WORK INSTRUCTIONS: Read the data below line by line and state how many lines hold "StructuralError". Nothing else belongs in the answer.

** EXTRACTED DATA follows **

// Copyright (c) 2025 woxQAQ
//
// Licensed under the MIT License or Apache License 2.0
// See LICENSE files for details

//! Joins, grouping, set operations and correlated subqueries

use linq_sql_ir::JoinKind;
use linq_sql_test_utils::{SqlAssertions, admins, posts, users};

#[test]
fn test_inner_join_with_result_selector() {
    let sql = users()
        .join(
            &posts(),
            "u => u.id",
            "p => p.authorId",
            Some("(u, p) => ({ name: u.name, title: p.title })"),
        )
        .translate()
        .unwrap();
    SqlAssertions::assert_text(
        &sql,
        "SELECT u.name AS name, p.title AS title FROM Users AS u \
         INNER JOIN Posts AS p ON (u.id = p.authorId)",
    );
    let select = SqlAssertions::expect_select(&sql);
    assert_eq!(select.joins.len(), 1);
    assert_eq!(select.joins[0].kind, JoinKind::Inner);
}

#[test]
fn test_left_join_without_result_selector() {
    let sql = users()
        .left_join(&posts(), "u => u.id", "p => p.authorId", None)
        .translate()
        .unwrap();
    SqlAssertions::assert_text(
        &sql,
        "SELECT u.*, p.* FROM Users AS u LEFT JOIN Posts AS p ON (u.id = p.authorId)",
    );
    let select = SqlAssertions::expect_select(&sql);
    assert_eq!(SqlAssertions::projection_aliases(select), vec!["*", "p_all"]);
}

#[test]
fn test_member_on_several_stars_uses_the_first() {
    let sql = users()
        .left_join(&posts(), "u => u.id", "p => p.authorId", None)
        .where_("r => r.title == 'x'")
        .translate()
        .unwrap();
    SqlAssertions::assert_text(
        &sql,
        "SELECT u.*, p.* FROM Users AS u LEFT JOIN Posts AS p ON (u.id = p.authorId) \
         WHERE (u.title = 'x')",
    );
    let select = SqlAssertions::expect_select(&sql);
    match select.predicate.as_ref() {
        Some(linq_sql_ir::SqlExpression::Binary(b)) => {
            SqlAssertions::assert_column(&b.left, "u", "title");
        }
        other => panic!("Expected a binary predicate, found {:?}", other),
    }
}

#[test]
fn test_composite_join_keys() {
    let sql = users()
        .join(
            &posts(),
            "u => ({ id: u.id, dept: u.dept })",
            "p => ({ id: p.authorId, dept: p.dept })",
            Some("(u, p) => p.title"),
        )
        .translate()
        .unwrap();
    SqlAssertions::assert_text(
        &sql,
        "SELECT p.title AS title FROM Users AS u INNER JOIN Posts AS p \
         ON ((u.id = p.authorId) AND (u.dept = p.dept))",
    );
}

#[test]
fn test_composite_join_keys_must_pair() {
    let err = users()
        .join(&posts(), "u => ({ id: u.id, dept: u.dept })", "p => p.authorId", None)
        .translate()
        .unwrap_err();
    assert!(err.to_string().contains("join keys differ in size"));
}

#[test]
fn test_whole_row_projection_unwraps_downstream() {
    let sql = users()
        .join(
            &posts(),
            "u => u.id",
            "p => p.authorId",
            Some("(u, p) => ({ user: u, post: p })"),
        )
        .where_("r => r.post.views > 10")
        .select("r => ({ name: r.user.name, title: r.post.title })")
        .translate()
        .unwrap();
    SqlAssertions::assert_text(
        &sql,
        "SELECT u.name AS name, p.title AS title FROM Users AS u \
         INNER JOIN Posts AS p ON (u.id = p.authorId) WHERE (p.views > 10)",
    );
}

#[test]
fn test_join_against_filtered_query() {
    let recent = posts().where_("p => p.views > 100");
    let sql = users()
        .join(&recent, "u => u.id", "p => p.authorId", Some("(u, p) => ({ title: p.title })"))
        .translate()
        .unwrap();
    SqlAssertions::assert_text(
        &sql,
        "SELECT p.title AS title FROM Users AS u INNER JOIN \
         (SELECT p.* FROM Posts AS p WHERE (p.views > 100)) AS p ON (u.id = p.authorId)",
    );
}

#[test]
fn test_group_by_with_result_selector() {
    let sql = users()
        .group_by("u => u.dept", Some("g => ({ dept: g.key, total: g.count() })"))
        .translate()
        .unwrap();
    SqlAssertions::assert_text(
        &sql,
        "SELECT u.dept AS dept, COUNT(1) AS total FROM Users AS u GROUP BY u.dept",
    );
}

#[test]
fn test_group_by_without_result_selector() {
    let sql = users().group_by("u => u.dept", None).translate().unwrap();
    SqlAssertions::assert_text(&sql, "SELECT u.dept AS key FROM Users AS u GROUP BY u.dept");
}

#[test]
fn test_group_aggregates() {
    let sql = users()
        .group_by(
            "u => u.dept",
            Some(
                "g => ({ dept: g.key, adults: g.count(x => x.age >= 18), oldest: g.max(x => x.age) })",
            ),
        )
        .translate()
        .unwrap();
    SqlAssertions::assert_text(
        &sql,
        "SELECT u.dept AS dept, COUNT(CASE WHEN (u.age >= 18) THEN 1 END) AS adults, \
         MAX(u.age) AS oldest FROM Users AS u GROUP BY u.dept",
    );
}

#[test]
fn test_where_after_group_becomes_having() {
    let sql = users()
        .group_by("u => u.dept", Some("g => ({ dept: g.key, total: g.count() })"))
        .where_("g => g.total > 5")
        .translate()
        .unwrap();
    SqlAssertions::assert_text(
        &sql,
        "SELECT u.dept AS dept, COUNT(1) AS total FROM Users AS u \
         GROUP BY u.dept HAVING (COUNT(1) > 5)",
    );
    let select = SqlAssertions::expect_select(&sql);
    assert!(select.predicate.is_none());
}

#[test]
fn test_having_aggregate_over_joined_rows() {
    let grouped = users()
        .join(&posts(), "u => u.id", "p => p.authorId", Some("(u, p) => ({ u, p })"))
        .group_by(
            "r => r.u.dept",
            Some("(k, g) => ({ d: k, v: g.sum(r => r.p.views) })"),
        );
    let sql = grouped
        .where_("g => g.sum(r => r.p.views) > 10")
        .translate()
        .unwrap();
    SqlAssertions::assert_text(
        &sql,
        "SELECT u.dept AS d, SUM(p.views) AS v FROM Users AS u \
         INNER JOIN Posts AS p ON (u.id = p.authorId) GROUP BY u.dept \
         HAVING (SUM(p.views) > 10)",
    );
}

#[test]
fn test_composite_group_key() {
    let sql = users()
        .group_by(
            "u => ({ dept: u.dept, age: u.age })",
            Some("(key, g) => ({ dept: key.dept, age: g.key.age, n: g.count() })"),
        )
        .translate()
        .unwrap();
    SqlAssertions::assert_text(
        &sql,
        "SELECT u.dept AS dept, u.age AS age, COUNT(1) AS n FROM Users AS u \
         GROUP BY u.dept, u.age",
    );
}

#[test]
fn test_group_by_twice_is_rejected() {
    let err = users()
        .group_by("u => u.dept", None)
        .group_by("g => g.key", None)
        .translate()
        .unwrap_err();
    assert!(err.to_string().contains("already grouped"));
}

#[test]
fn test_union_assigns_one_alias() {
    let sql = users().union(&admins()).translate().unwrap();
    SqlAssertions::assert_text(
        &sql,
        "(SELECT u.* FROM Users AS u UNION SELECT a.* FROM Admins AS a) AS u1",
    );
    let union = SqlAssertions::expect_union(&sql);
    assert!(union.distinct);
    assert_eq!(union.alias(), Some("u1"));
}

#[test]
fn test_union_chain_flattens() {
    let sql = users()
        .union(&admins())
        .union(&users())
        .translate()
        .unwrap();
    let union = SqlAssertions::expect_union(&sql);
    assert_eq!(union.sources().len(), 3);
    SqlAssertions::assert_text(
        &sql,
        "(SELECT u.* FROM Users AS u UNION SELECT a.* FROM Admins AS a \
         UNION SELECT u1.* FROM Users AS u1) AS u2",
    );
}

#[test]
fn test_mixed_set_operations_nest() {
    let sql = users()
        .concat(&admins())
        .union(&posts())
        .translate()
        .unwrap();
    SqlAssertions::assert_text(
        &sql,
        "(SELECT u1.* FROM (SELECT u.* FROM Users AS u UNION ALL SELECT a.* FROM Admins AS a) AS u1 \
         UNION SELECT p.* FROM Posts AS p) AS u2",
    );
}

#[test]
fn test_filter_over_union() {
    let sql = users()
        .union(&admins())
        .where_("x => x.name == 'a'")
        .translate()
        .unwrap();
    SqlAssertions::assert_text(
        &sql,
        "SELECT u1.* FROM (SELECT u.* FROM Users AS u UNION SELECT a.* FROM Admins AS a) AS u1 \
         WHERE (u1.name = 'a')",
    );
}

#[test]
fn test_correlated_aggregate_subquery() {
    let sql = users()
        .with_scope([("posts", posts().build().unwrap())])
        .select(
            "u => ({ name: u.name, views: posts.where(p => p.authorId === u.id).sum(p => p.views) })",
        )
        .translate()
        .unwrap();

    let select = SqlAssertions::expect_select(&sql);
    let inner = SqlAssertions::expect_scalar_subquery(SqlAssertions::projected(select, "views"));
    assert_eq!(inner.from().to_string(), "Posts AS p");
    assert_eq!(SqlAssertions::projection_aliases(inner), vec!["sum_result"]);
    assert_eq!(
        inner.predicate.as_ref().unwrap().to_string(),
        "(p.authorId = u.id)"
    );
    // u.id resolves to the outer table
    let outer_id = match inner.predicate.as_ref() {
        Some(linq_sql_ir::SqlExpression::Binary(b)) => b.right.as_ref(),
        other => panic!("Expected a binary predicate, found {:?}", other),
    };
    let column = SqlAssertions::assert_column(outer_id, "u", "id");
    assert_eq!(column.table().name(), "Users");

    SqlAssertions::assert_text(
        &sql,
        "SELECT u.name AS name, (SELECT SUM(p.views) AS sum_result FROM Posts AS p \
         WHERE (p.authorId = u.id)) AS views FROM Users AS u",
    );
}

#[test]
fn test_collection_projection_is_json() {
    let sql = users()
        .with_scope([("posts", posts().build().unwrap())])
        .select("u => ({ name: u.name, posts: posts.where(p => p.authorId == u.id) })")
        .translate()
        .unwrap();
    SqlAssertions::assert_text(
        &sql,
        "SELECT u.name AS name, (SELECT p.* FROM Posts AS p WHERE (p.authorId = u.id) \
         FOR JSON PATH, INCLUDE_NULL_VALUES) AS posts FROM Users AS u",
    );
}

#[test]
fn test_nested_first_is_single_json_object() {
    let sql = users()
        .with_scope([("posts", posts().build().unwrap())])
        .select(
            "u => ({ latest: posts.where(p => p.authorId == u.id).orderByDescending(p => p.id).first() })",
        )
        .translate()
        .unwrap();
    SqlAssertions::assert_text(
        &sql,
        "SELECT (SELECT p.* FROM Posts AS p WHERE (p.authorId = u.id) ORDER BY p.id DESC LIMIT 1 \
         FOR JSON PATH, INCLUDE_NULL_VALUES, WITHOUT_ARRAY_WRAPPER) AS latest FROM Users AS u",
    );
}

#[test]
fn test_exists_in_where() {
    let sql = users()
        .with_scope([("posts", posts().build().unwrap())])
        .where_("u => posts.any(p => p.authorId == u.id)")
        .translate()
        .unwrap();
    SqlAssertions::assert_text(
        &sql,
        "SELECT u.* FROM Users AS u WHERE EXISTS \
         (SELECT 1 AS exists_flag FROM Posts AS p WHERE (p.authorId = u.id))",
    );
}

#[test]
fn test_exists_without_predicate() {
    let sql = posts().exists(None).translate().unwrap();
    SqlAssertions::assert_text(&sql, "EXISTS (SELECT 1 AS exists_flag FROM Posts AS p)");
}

** End of EXTRACTED DATA **
** EXTRACTED DATA follows **

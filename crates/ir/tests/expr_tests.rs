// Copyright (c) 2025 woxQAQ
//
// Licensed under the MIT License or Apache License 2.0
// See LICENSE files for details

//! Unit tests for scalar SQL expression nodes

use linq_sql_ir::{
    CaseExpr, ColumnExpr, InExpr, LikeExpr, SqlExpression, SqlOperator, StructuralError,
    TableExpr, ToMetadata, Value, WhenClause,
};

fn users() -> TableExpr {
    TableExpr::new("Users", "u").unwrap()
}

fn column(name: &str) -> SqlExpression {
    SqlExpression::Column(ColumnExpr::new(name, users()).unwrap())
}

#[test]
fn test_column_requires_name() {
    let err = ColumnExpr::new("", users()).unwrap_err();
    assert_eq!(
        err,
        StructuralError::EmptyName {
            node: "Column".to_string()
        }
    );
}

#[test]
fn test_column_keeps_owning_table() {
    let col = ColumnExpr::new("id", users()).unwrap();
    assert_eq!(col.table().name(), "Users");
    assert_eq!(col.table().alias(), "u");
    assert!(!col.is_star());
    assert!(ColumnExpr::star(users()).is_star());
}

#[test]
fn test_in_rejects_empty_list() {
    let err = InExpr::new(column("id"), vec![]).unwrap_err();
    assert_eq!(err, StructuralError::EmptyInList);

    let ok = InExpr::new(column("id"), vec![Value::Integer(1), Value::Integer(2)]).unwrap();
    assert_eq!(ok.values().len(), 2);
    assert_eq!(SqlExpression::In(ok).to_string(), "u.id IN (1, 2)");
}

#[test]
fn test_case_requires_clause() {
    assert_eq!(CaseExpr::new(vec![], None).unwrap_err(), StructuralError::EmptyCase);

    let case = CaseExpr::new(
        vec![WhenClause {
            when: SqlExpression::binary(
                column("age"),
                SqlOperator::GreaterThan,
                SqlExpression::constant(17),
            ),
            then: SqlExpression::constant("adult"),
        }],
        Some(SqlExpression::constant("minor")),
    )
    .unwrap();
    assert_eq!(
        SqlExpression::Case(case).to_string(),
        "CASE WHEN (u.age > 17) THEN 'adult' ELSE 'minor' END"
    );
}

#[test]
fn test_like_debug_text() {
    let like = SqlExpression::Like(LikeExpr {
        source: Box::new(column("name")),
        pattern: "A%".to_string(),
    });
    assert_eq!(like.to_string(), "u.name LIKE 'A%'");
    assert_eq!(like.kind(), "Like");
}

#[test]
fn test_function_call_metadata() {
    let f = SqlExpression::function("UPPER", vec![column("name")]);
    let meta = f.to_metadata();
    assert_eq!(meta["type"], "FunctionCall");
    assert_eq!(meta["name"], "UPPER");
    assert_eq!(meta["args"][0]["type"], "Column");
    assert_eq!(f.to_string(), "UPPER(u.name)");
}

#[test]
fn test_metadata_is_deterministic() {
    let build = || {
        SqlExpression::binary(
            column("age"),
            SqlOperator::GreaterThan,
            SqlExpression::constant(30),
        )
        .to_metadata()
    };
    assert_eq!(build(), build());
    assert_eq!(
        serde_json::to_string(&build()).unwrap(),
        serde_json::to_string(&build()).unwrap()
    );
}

** End of EXTRACTED DATA **
** EXTRACTED DATA follows **

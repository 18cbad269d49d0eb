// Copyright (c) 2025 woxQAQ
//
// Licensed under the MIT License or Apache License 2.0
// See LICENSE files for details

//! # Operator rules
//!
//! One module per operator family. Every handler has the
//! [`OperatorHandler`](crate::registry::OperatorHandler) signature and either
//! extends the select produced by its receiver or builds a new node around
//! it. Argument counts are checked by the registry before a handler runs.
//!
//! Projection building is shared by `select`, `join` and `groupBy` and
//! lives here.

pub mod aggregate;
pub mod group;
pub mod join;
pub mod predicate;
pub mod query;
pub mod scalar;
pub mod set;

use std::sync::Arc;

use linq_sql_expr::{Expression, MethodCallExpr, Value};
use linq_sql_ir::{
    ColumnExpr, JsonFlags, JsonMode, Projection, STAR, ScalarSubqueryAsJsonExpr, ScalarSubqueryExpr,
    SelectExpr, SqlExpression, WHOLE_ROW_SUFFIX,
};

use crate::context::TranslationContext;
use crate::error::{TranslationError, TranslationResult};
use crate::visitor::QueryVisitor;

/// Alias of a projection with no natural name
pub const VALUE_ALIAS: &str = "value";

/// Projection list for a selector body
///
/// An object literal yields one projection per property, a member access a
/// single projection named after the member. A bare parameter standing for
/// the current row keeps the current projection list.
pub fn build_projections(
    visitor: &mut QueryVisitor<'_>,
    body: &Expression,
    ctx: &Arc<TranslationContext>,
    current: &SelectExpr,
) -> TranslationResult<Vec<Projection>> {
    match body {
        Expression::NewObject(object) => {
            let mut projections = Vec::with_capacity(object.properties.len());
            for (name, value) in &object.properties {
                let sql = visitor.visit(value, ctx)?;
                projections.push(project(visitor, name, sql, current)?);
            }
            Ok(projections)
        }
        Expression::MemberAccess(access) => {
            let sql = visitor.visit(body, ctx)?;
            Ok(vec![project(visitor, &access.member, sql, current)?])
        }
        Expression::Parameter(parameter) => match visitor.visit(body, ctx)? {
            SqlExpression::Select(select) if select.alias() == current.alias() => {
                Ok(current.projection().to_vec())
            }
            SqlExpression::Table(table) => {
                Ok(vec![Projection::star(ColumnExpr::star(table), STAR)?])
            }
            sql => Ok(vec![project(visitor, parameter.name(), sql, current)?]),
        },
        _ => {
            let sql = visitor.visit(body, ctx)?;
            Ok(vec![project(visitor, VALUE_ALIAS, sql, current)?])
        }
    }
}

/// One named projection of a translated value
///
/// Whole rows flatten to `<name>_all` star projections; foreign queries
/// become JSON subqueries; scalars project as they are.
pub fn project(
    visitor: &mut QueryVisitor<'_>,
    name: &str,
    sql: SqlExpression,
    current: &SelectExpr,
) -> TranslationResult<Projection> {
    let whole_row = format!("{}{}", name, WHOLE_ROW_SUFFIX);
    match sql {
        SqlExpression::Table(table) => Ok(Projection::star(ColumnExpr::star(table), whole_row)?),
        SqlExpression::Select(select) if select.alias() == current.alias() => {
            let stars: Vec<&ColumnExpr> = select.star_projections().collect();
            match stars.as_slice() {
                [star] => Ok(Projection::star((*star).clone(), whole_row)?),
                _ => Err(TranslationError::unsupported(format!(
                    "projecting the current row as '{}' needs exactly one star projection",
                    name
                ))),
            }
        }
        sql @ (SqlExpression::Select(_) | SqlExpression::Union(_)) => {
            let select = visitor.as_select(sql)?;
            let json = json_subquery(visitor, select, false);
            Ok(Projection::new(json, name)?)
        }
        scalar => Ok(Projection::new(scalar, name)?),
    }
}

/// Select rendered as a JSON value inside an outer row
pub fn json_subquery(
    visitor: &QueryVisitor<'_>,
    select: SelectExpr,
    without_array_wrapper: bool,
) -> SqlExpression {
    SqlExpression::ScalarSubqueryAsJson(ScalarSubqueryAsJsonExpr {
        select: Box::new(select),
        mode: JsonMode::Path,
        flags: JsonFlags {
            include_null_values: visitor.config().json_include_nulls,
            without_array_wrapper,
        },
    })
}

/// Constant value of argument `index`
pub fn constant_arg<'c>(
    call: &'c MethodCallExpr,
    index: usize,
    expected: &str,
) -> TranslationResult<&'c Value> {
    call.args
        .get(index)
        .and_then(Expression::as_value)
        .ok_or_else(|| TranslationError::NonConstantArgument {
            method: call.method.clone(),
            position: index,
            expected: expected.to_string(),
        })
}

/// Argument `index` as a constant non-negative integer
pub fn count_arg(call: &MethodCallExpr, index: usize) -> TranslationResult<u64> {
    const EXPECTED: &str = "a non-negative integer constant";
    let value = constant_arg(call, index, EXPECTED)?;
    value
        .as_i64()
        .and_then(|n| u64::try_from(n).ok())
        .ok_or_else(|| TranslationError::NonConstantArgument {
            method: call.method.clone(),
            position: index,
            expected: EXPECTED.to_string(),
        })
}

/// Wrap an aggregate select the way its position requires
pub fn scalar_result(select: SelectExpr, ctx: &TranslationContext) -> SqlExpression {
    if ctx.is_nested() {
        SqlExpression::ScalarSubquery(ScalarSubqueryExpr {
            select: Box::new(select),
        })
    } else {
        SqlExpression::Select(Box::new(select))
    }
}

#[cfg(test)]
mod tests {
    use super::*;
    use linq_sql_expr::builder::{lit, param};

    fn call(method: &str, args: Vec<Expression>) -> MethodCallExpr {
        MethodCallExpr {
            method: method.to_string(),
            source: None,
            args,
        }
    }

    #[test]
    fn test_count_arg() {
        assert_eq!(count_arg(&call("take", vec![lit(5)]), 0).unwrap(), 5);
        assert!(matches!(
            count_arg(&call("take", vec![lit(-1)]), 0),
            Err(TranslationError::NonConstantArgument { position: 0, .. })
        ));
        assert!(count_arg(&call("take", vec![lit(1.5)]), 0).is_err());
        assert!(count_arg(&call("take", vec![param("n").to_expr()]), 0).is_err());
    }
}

** End of EXTRACTED DATA **

OUTPUT: 4